Bar-code healthcare?
For years, JFS has been warning about plans being made for nationalized electronic medical records, the doublespeak being used to sell them to an unsuspecting public, and their real purposes. While the reality is well-known among medical professionals, the public has been largely kept in the dark, wooed by political and special interest claims and promises. That is beginning to change.
The Wall Street Journal published a hard-hitting Op-Ed by two Harvard Medical School physicians that called out the government for acting the opposite of its promises to the American people to base all policies on rigorous scientific evidence of benefit.
As doctors Jerome Groopman and Pamela Hartzband wrote, the flagship proposal presented by the president at his healthcare summit this month was nationalized electronic medical records — “a computer-based system that would contain every patient's clinical history, laboratory results, and treatments:”

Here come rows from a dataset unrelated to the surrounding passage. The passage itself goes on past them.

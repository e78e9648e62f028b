//! Chat session state: transcript, provider selection, and single-flight sends.

use std::sync::atomic::{AtomicBool, Ordering};
use std::sync::{Arc, Mutex, MutexGuard, PoisonError};

use serde::{Deserialize, Serialize};
use tracing::warn;
use tripchat_types::{Provider, RelayRequest};

use crate::client::Relay;
use crate::error::RelayError;

pub const DEFAULT_PROVIDER: Provider = Provider::OpenRouter;
pub const DEFAULT_MODEL: &str = "anthropic/claude-3.5-sonnet:beta";

/// Who authored a turn.
#[derive(Debug, Clone, Copy, PartialEq, Eq, Serialize, Deserialize)]
#[serde(rename_all = "lowercase")]
pub enum Sender {
    User,
    Assistant,
}

/// One entry in the transcript.
#[derive(Debug, Clone, PartialEq, Eq, Serialize, Deserialize)]
pub struct ConversationTurn {
    pub sender: Sender,
    pub text: String,
}

impl ConversationTurn {
    pub fn user(text: impl Into<String>) -> Self {
        Self {
            sender: Sender::User,
            text: text.into(),
        }
    }

    pub fn assistant(text: impl Into<String>) -> Self {
        Self {
            sender: Sender::Assistant,
            text: text.into(),
        }
    }

    /// Whether this is an assistant turn that reports a failure.
    pub fn is_error(&self) -> bool {
        self.sender == Sender::Assistant && self.text.starts_with("Error:")
    }
}

/// Formats a relay failure as the assistant's reply.
pub fn error_text(err: &RelayError) -> String {
    format!("Error: {err}. Please try again or switch to a different AI provider.")
}

#[derive(Debug, Clone)]
struct Selection {
    provider: Provider,
    model: Option<String>,
}

/// A UI session. History lives only as long as the session.
///
/// At most one send is in flight; a second `submit` while one is pending
/// fails with [`RelayError::Busy`] and leaves the transcript untouched.
pub struct ChatSession {
    relay: Arc<dyn Relay>,
    turns: Mutex<Vec<ConversationTurn>>,
    selection: Mutex<Selection>,
    pending: AtomicBool,
}

impl ChatSession {
    pub fn new(relay: Arc<dyn Relay>) -> Self {
        Self {
            relay,
            turns: Mutex::new(Vec::new()),
            selection: Mutex::new(Selection {
                provider: DEFAULT_PROVIDER,
                model: Some(DEFAULT_MODEL.to_string()),
            }),
            pending: AtomicBool::new(false),
        }
    }

    pub fn provider(&self) -> Provider {
        lock(&self.selection).provider
    }

    pub fn model(&self) -> Option<String> {
        lock(&self.selection).model.clone()
    }

    pub fn set_provider(&self, provider: Provider) {
        lock(&self.selection).provider = provider;
    }

    /// Set the model override. Blank clears it, leaving the server default.
    pub fn set_model(&self, model: Option<String>) {
        lock(&self.selection).model = model.filter(|m| !m.trim().is_empty());
    }

    /// True while a send is outstanding; input should be disabled.
    pub fn is_pending(&self) -> bool {
        self.pending.load(Ordering::Acquire)
    }

    /// Snapshot of the transcript in insertion order.
    pub fn history(&self) -> Vec<ConversationTurn> {
        lock(&self.turns).clone()
    }

    /// Send one user turn and record the reply.
    ///
    /// Returns the assistant turn that was appended. Relay failures are not
    /// returned as errors: they become an `Error:` assistant turn so the
    /// transcript stays the single feedback channel. Only empty input and
    /// overlapping sends are reported as `Err`.
    pub async fn submit(&self, text: &str) -> Result<ConversationTurn, RelayError> {
        let text = text.trim();
        if text.is_empty() {
            return Err(RelayError::Validation);
        }

        let _flight = InFlight::acquire(&self.pending)?;

        lock(&self.turns).push(ConversationTurn::user(text));

        let request = {
            let selection = lock(&self.selection);
            RelayRequest {
                message: text.to_string(),
                provider: selection.provider,
                model: selection.model.clone(),
            }
        };

        let reply = match self.relay.send(&request).await {
            Ok(response) => ConversationTurn::assistant(response),
            Err(err) => {
                warn!(provider = %request.provider, error = %err, "Relay failed");
                ConversationTurn::assistant(error_text(&err))
            }
        };

        lock(&self.turns).push(reply.clone());
        Ok(reply)
    }
}

/// Clears the pending flag on drop, including when the send future is cancelled.
struct InFlight<'a>(&'a AtomicBool);

impl<'a> InFlight<'a> {
    fn acquire(flag: &'a AtomicBool) -> Result<Self, RelayError> {
        flag.compare_exchange(false, true, Ordering::AcqRel, Ordering::Acquire)
            .map(|_| Self(flag))
            .map_err(|_| RelayError::Busy)
    }
}

impl Drop for InFlight<'_> {
    fn drop(&mut self) {
        self.0.store(false, Ordering::Release);
    }
}

fn lock<T>(mutex: &Mutex<T>) -> MutexGuard<'_, T> {
    mutex.lock().unwrap_or_else(PoisonError::into_inner)
}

This, he said, would save some $80 billion a year, safeguard against medical errors, reduce malpractice lawsuits, and greatly facilitate both preventive care and ongoing therapy of the chronically ill… at the Harvard teaching hospitals, where electronic medical records have been in use for years. All of us were dumbfounded, wondering how such dramatic claims of cost-saving and quality improvement could be true.
As Drs. Groopman and Harzband explained, these claims were based on a 2005 hypothetical paper by the Rand Corporation, funded by companies that “stand to financially benefit from such an electronic system.” More importantly, they shared, the policy analysts even readily admitted in their report that “there was no compelling evidence at the time to support their theoretical claims.” To make the it worse, in the years since their report, “considerable data have been obtained that undermine their claims.”
The primary benefit of electronic medical records are the automatic alerts of potential drugs (depending on if the correct dose and drug is even clicked on), but these translate to a relatively small amount of money, nowhere close to $80 billion annual cost savings, as is being claimed. As these doctors explained, most medical errors are not from technical mistakes of doctors writing incorrect prescriptions, but misdiagnosing patients and electronic records have been shown to increase wrong diagnoses: 48 compared to seven when paper charts are used.
But the propagation of mistakes is not restricted to misdiagnoses. Once data are keyed in, they are rarely rechecked with respect to accuracy. For example, entering a patient's weight incorrectly will result in a drug dose that is too low or too high, and the computer has no way to respond to such human error… The real-world use of electronic medical records is quite different from such an idealized vision.
The evidence argues not only against the claims of cost savings, however, but the claims of improved “quality” of care. They went on to share some of the studies that have been reported here, such as of more than 15,000 cardiac patients and another of 1.8 billion ambulatory care visits, finding no association between electronic medical records and improved care. And just two months ago, Canadian researchers reviewed more than 3,700 published papers on the use of electronic medical records in primary care in seven countries and found “no solid evidence” either way for patients.
But, of course, electronic medical records are not really about improving health outcomes for patients. As has been cautioned at JFS repeatedly, they said:
What is clear is that electronic medical records facilitate documentation of services rendered by physicians and hospitals, which is used to justify billing. Doctors in particular are burdened with checking off scores of boxes on the computer screen to satisfy insurance requirements, so called "pay for performance." But again, there are no compelling data to demonstrate that such voluminous documentation translates into better outcomes for their sick patients.
Even before these new data, there were studies casting doubt on the benefits of electronic medical records. In response, the RAND researchers boldly stated, "We choose to interpret reported evidence of negative or no effect of health information technology as likely being attributable to ineffective or not-yet-effective implementation." This flies in the face of the scientific method, where an initial hypothesis needs to be modified or abandoned in the face of contradictory results…
Medical care of human beings... is not analogous to buying bar-coded groceries and checking-account balances online.
Some have speculated that the patient data collected by the Obama administration in national electronic health records will be mined for research purposes to assess the cost effectiveness of different treatments. This analysis will then be used to dictate which drugs and devices doctors can provide to their patients in federally funded programs like Medicare. Private insurers often follow the lead of the government in such payments. If this is part of the administration's agenda, then it needs to be frankly stated as such. And Americans should decide whether they want to participate in such a national experiment only after learning about the nature of the analysis of their records and who will apply the results to their health care.